Code: CS5008 | Category: ERC | Credits: 3-0-0-3
Prerequisite course: Probability, Linear Algebra, Data Structures and Algorithms
Learning Objective
Reinforcement learning (RL) is a paradigm of learning via interactions with the environment. RL algorithms are at the frontier of current success of AI: AlphaGo, the computer program that beat humans is a RL algorithm. The objective is to provide a bottom up approach: starting from foundation in Markov decision processes (MDP), the course builds up to the state-of-the-art RL algorithms.
Learning Outcomes
The student should be able to a) model a control task in the framework of MDPs. b) Identify the model based from the model free methods. c) Identify stability/convergence and approximation properties of RL algorithms. d) Use deep learning methods to RL problems in practice.
Course Content:
- Introduction: State of the art applications in Atari, Alpha Go, relation to other problems in artificial intelligence [1 Week]
- Markov Decision Processes (model based): Formulation, Value Iteration (VI), Policy Iteration (PI), Linear Programming (LP) [2 Weeks]
- Approximate Dynamic Programming (approximate model based): curse-of-dimensionality, representations, Approximate value iteration, approximate policy iteration, approximate linear program, approximation and convergence guarantees [2 Weeks]
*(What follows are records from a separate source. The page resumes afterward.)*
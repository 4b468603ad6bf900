//! Attaching rendered navigation to a page
//!
//! [`attach`] is the only place that knows where navigation goes in a
//! document. It talks to the page through [`HostPage`], so the same logic
//! drives an in-memory [`HtmlDocument`] (static pre-rendering) or any other
//! view a host provides.

use std::borrow::Cow;
use std::cell::Cell;

use lol_html::html_content::{ContentType, Element};
use lol_html::{rewrite_str, ElementContentHandlers, HandlerResult, RewriteStrSettings, Selector};
use tracing::warn;

use crate::sidebar::Navigation;

/// Container receiving the primary navigation.
pub const HEADER_CLASS: &str = "site-header";

/// Container holding the desktop secondary panel.
pub const SECONDARY_CLASS: &str = "secondary-sidebar";

/// Body class set on pages that show a secondary panel.
pub const WITH_SECONDARY_CLASS: &str = "with-secondary-sidebar";

/// The operations [`attach`] needs from a page.
pub trait HostPage {
    /// Replace the content of the first element carrying `class`.
    /// Returns `false` when no such element exists.
    fn set_container(&mut self, class: &str, markup: &str) -> bool;

    /// Remove the first element carrying `class`, content included.
    /// Returns `false` when no such element exists.
    fn remove_container(&mut self, class: &str) -> bool;

    /// Add a class to the page body if it is not already present.
    fn add_body_class(&mut self, class: &str);

    /// Remove a class from the page body if present.
    fn remove_body_class(&mut self, class: &str);

    /// Append markup at the end of the page body.
    fn append_to_body(&mut self, markup: &str);
}

/// Put `nav` into `host`.
///
/// Re-attaching replaces what a previous call inserted; nothing accumulates.
/// A page without a secondary menu loses any panel left by an earlier call.
pub fn attach(nav: &Navigation, host: &mut impl HostPage) {
    if !host.set_container(HEADER_CLASS, nav.primary.as_str()) {
        warn!(container = HEADER_CLASS, "page has no header container, primary navigation skipped");
    }

    match &nav.secondary {
        Some(secondary) => {
            host.add_body_class(WITH_SECONDARY_CLASS);
            if !host.set_container(SECONDARY_CLASS, secondary.markup.as_str()) {
                host.append_to_body(&format!(
                    r#"<aside class="{} active">{}</aside>"#,
                    SECONDARY_CLASS, secondary.markup
                ));
            }
        }
        None => {
            host.remove_body_class(WITH_SECONDARY_CLASS);
            host.remove_container(SECONDARY_CLASS);
        }
    }
}

/// An HTML document held as a string.
///
/// Edits go through a streaming rewriter, so markup outside the touched
/// elements is kept byte for byte, comments and quoting style included.
#[derive(Debug, Clone, PartialEq, Eq)]
pub struct HtmlDocument {
    html: String,
}

impl HtmlDocument {
    /// Wrap a document.
    pub fn new(html: impl Into<String>) -> Self {
        Self { html: html.into() }
    }

    /// Borrow the current HTML.
    pub fn as_str(&self) -> &str {
        &self.html
    }

    /// Take the HTML.
    pub fn into_string(self) -> String {
        self.html
    }

    /// Apply `edit` to the first element matching `selector`.
    ///
    /// Returns `false` and leaves the document alone when nothing matches
    /// or the rewrite fails.
    fn edit_first<F>(&mut self, selector: &str, mut edit: F) -> bool
    where
        F: FnMut(&mut Element) -> HandlerResult,
    {
        let parsed = match selector.parse::<Selector>() {
            Ok(parsed) => parsed,
            Err(err) => {
                warn!(selector, error = %err, "invalid selector, document left unchanged");
                return false;
            }
        };

        let matched = Cell::new(false);
        let handlers = ElementContentHandlers::default().element(|el| {
            if matched.replace(true) {
                return Ok(());
            }
            edit(el)
        });
        let settings = RewriteStrSettings {
            element_content_handlers: vec![(Cow::Owned(parsed), handlers)],
            // Inline SVG icons make strict mode bail.
            strict: false,
            ..RewriteStrSettings::default()
        };

        match rewrite_str(&self.html, settings) {
            Ok(html) if matched.get() => {
                self.html = html;
                true
            }
            Ok(_) => false,
            Err(err) => {
                warn!(selector, error = %err, "could not rewrite document");
                false
            }
        }
    }
}

fn class_selector(class: &str) -> String {
    format!(".{}", class)
}

fn has_class(value: &str, class: &str) -> bool {
    value.split_whitespace().any(|token| token == class)
}

impl HostPage for HtmlDocument {
    fn set_container(&mut self, class: &str, markup: &str) -> bool {
        self.edit_first(&class_selector(class), |el| {
            el.set_inner_content(markup, ContentType::Html);
            Ok(())
        })
    }

    fn remove_container(&mut self, class: &str) -> bool {
        self.edit_first(&class_selector(class), |el| {
            el.remove();
            Ok(())
        })
    }

    fn add_body_class(&mut self, class: &str) {
        let found = self.edit_first("body", |el| {
            let current = el.get_attribute("class").unwrap_or_default();
            if has_class(&current, class) {
                return Ok(());
            }
            let updated = if current.trim().is_empty() {
                class.to_string()
            } else {
                format!("{} {}", current.trim_end(), class)
            };
            el.set_attribute("class", &updated)?;
            Ok(())
        });
        if !found {
            warn!(class, "document has no <body>, body class skipped");
        }
    }

    fn remove_body_class(&mut self, class: &str) {
        self.edit_first("body", |el| {
            let Some(current) = el.get_attribute("class") else {
                return Ok(());
            };
            if !has_class(&current, class) {
                return Ok(());
            }
            let remaining: Vec<&str> = current
                .split_whitespace()
                .filter(|token| *token != class)
                .collect();
            if remaining.is_empty() {
                el.remove_attribute("class");
            } else {
                el.set_attribute("class", &remaining.join(" "))?;
            }
            Ok(())
        });
    }

    fn append_to_body(&mut self, markup: &str) {
        let appended = self.edit_first("body", |el| {
            el.append(markup, ContentType::Html);
            Ok(())
        });
        if !appended {
            self.html.push_str(markup);
        }
    }
}

#[cfg(test)]
mod tests {
    use super::*;

    #[test]
    fn test_set_container_replaces_content() {
        let mut doc = HtmlDocument::new(r#"<body><header class="site-header">old</header></body>"#);
        assert!(doc.set_container("site-header", "<nav>new</nav>"));
        assert_eq!(
            doc.as_str(),
            r#"<body><header class="site-header"><nav>new</nav></header></body>"#
        );
    }

    #[test]
    fn test_set_container_balances_nested_tags() {
        let mut doc = HtmlDocument::new(
            r#"<div class="a"><div>inner</div><div>more</div></div><div class="b">keep</div>"#,
        );
        assert!(doc.set_container("a", "x"));
        assert_eq!(doc.as_str(), r#"<div class="a">x</div><div class="b">keep</div>"#);
    }

    #[test]
    fn test_set_container_matches_whole_class_token() {
        let mut doc = HtmlDocument::new(r#"<div class="site-header-wrap">a</div>"#);
        assert!(!doc.set_container("site-header", "x"));
        let mut doc = HtmlDocument::new(r#"<div class="sticky site-header">a</div>"#);
        assert!(doc.set_container("site-header", "x"));
    }

    #[test]
    fn test_add_body_class() {
        let mut doc = HtmlDocument::new("<body><p></p></body>");
        doc.add_body_class("with-secondary-sidebar");
        assert_eq!(doc.as_str(), r#"<body class="with-secondary-sidebar"><p></p></body>"#);

        doc.add_body_class("with-secondary-sidebar");
        assert_eq!(doc.as_str(), r#"<body class="with-secondary-sidebar"><p></p></body>"#);

        let mut doc = HtmlDocument::new(r#"<body class="dark"></body>"#);
        doc.add_body_class("wide");
        assert_eq!(doc.as_str(), r#"<body class="dark wide"></body>"#);
    }

    #[test]
    fn test_remove_body_class() {
        let mut doc = HtmlDocument::new(r#"<body class="page with-secondary-sidebar"></body>"#);
        doc.remove_body_class("with-secondary-sidebar");
        assert_eq!(doc.as_str(), r#"<body class="page"></body>"#);

        doc.remove_body_class("with-secondary-sidebar");
        assert_eq!(doc.as_str(), r#"<body class="page"></body>"#);

        let mut doc = HtmlDocument::new(r#"<body class="with-secondary-sidebar"></body>"#);
        doc.remove_body_class("with-secondary-sidebar");
        assert_eq!(doc.as_str(), "<body></body>");
    }

    #[test]
    fn test_remove_container() {
        let mut doc = HtmlDocument::new(
            r#"<body><p>keep</p><aside class="secondary-sidebar active"><h3>x</h3></aside></body>"#,
        );
        assert!(doc.remove_container("secondary-sidebar"));
        assert_eq!(doc.as_str(), "<body><p>keep</p></body>");
        assert!(!doc.remove_container("secondary-sidebar"));
    }

    #[test]
    fn test_invalid_class_leaves_document_alone() {
        let mut doc = HtmlDocument::new(r#"<div class="a">x</div>"#);
        assert!(!doc.set_container("not a [class", "y"));
        assert_eq!(doc.as_str(), r#"<div class="a">x</div>"#);
    }

    #[test]
    fn test_append_to_body() {
        let mut doc = HtmlDocument::new("<body><p></p></body></html>");
        doc.append_to_body("<aside></aside>");
        assert_eq!(doc.as_str(), "<body><p></p><aside></aside></body></html>");
    }
}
- Stochastic Approximation: Single and multi-timescale stochastic approximation, introduction to ordinary differential equation based convergence results. [1 Week]
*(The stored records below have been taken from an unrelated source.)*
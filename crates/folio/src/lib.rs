//! # Folio
//!
//! Catalog projections and sidebar navigation for a static portfolio site.
//!
//! Folio turns compiled-in catalogs (workspace gear, hobbies, bookmarks)
//! into card grids and sidebar menus, and assembles the site-wide
//! navigation for whichever page is being rendered. Every renderer is a
//! pure function from data to markup; putting that markup into a live page
//! is the host's job, with [`page::attach`] as the reference adapter.
//!
//! ## Architecture
//!
//! - **Catalogs**: literal item data grouped into ordered buckets
//! - **Menus**: per-catalog sidebar data, plus the fixed projects menu
//! - **Registry**: optional sidebar-data accessors keyed by page family
//! - **Assembler**: primary navigation plus the current page's secondary menu
//! - **Events / Page**: host-side contracts and the document adapter
//!
//! ## Example
//!
//! ```
//! use folio::{RenderContext, SidebarAssembler, SidebarRegistry, SiteConfig};
//!
//! let config = SiteConfig::default();
//! let registry = SidebarRegistry::with_builtin();
//! let nav = SidebarAssembler::new(&config, &registry)
//!     .assemble(&RenderContext::from_location("/pages/workspace.html"));
//!
//! assert!(nav.primary.as_str().contains(r#"aria-current="page""#));
//! assert_eq!(nav.secondary.unwrap().data.title, "Workspace");
//! ```

#![warn(missing_docs)]
#![warn(clippy::all)]

pub mod catalog;
pub mod config;
pub mod context;
pub mod error;
pub mod events;
pub mod icons;
pub mod markup;
pub mod menu;
pub mod page;
pub mod projects;
pub mod registry;
pub mod sidebar;

// Re-export main types
pub use catalog::{Bucket, Catalog, CatalogKind, GridSize, Item, PrimarySection};
pub use config::{NavLink, Profile, SiteConfig};
pub use context::RenderContext;
pub use error::{FolioError, Result};
pub use events::{Breakpoint, ImageFallback, LinkAction, NavOverlay};
pub use icons::Icon;
pub use markup::Markup;
pub use menu::{SidebarData, SidebarLink, SidebarSection};
pub use page::{attach, HostPage, HtmlDocument};
pub use registry::{CatalogName, SidebarAccessor, SidebarRegistry};
pub use sidebar::{Navigation, SecondaryNav, SidebarAssembler};

/// Folio version
pub const VERSION: &str = env!("CARGO_PKG_VERSION");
- Value function learning (approximate model-free): Temporal difference (TD learning, TD(0), TD(lambda), Q-learning, State-Action-Reward-State Algorithm (SARSA) , TD with function approximation, on/off-policy learning, gradient temporal difference learning [2 weeks]
- Actor-Critic: Policy gradient, Natural Actor-Critic [2 Weeks]
- Deep RL [2 Weeks]
- Exploration vs Exploitation: Upper Confidence Bound (UCB), Upper Confidence Reinforcement Learning (UCRL) [2 Weeks]
Text books
- Richard S. Sutton and Andrew G. Barto, Introduction to Reinforcement Learning, 2nd Edition, MIT Press. 2017. ISBN-13 978-0262039246.
- Dimitri Bertsekas and John G. Tsitsiklis, Neuro Dynamic Programming, Athena Scientific. 1996. ISBN-13: 978-1886529106
References
- V. S. Borkar, Stochastic Approximation: A Dynamical Systems Viewpoint, Hindustan Book Agency, 2009. ISBN-13: 978-0521515924
- Deep Learning. Ian Goodfellow and Yoshua Bengio and Aaron Courville. MIT Press. 2016.ISBN-13: 978-0262035613.
Past Offerings
- Offered in Jan-May, 2021 by Chandra Shekar
- Offered in July-Dec, 2019 by Chandra Shekar
Course Metadata
Item | Details |
---|---|
Course Title | Reinforcement Learning |
Course Code | CS5008 |
Course Credits | 3-0-0-3 |
Course Category | ERC |
Proposing Faculty | Chandra Sekhar Lakshminarayanan |
Approved on | Senate 7 of IIT Palakkad |
Course prerequisites | Probability, Linear Algebra, Data Structures & Algorithms |
Course status | New |